A puzzle book I saw posed a question similar to the following.
Suppose an urn has a total of $N$ balls. $B$ are blue and the rest are red. The probably of choosing $5$ blue balls in a row (without replacement) is exactly $\frac{1}{2}$. What are the possible values of $N$ and $B$?
In other words, what are the positive integer solutions to:
$$ \prod_{i=0}^{4}\frac{B-i}{N-i}=\frac{1}{2} $$
One solution is $N=10,B=9$. My question is, are there other positive integer solutions? Is this related to a well-known family of equations?
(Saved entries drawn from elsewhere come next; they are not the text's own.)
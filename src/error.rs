use thiserror::Error;

/// Error types that can occur while running a sweep.
#[derive(Debug, Error)]
pub enum SweepError {
    /// HTTP transport errors
    #[error("HTTP error: {0}")]
    Http(String),
    /// Authentication and authorization errors
    #[error("Auth error: {0}")]
    Auth(String),
    /// The service rejected the request for rate-limiting reasons
    #[error("Rate limited: {0}")]
    RateLimited(String),
    /// The request did not complete within the configured timeout
    #[error("Timeout: {0}")]
    Timeout(String),
    /// Invalid request parameters or format
    #[error("Invalid request: {0}")]
    InvalidRequest(String),
    /// Errors returned by the completion service
    #[error("Provider error: {0}")]
    Provider(String),
    /// API response parsing or format error
    #[error("Response format error: {message}. Raw response: {raw_response}")]
    ResponseFormat {
        message: String,
        raw_response: String,
    },
    /// JSON serialization/deserialization errors
    #[error("JSON parse error: {0}")]
    Json(String),
    /// Invalid or incomplete configuration, fatal before the sweep starts
    #[error("Config error: {0}")]
    Config(String),
    /// Failure writing the result table
    #[error("Persist error: {0}")]
    Persist(String),
    /// Retry attempts exceeded
    #[error("Retry attempts exceeded after {attempts} tries: {last_error}")]
    RetryExceeded { attempts: usize, last_error: String },
}

impl SweepError {
    /// Whether the error is transient and worth retrying.
    pub fn is_retryable(&self) -> bool {
        matches!(
            self,
            SweepError::Http(_)
                | SweepError::RateLimited(_)
                | SweepError::Timeout(_)
                | SweepError::Provider(_)
        )
    }
}

impl From<reqwest::Error> for SweepError {
    fn from(err: reqwest::Error) -> Self {
        if err.is_timeout() {
            SweepError::Timeout(err.to_string())
        } else {
            SweepError::Http(err.to_string())
        }
    }
}

impl From<serde_json::Error> for SweepError {
    fn from(err: serde_json::Error) -> Self {
        SweepError::Json(format!(
            "{} at line {} column {}",
            err,
            err.line(),
            err.column()
        ))
    }
}

impl From<std::io::Error> for SweepError {
    fn from(err: std::io::Error) -> Self {
        SweepError::Persist(err.to_string())
    }
}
Here is what I have tried.
For any $x$ we can solve for $N$ from the equation: $$\prod_{i=0}^{4}\frac{\left(N-x\right)-i}{N-i}=\frac{1}{2}$$
Call this solution $N_{x}$. If $N_{x}$ is an integer, then $N_{x},\left(N_{x}-x\right)$ is a solution. Since $N$ and $B$ are integers, $B=N-x$ for some integer $x$. Thus, this process will find all integer solutions.
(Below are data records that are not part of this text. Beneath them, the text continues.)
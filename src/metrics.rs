//! Deterministic text statistics computed from generated responses.

use std::sync::OnceLock;

use regex::Regex;

fn word_re() -> &'static Regex {
    static RE: OnceLock<Regex> = OnceLock::new();
    RE.get_or_init(|| Regex::new(r"\w+").expect("word regex"))
}

fn sentence_re() -> &'static Regex {
    static RE: OnceLock<Regex> = OnceLock::new();
    RE.get_or_init(|| Regex::new(r"[.!?]").expect("sentence regex"))
}

/// Word and sentence counts for one generated response.
#[derive(Debug, Clone, Copy, PartialEq, Eq)]
pub struct TextMetrics {
    pub word_count: usize,
    pub sentence_count: usize,
}

/// Computes both statistics in one pass over the text.
pub fn measure(text: &str) -> TextMetrics {
    TextMetrics {
        word_count: word_count(text),
        sentence_count: sentence_count(text),
    }
}

/// Counts word-character runs. Empty text counts zero.
pub fn word_count(text: &str) -> usize {
    word_re().find_iter(text).count()
}

/// Counts sentence terminators (`.`, `!`, `?`).
pub fn sentence_count(text: &str) -> usize {
    sentence_re().find_iter(text).count()
}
I tried this in Mathematica for x from 1 to 10000 and $x=1$ (the $N=10,B=9$ solution above) was the only $x$ with an integer $N_{x}$.This also tells us there is no solution with $N\leq 77252$ since $N_{10000} \approx 77252.2$.
I used this:
Table[Solve[Product[(n - x - i)/(n - i), {i, 0, 4}] == 1/2, Integers], {x, 1, 10000}]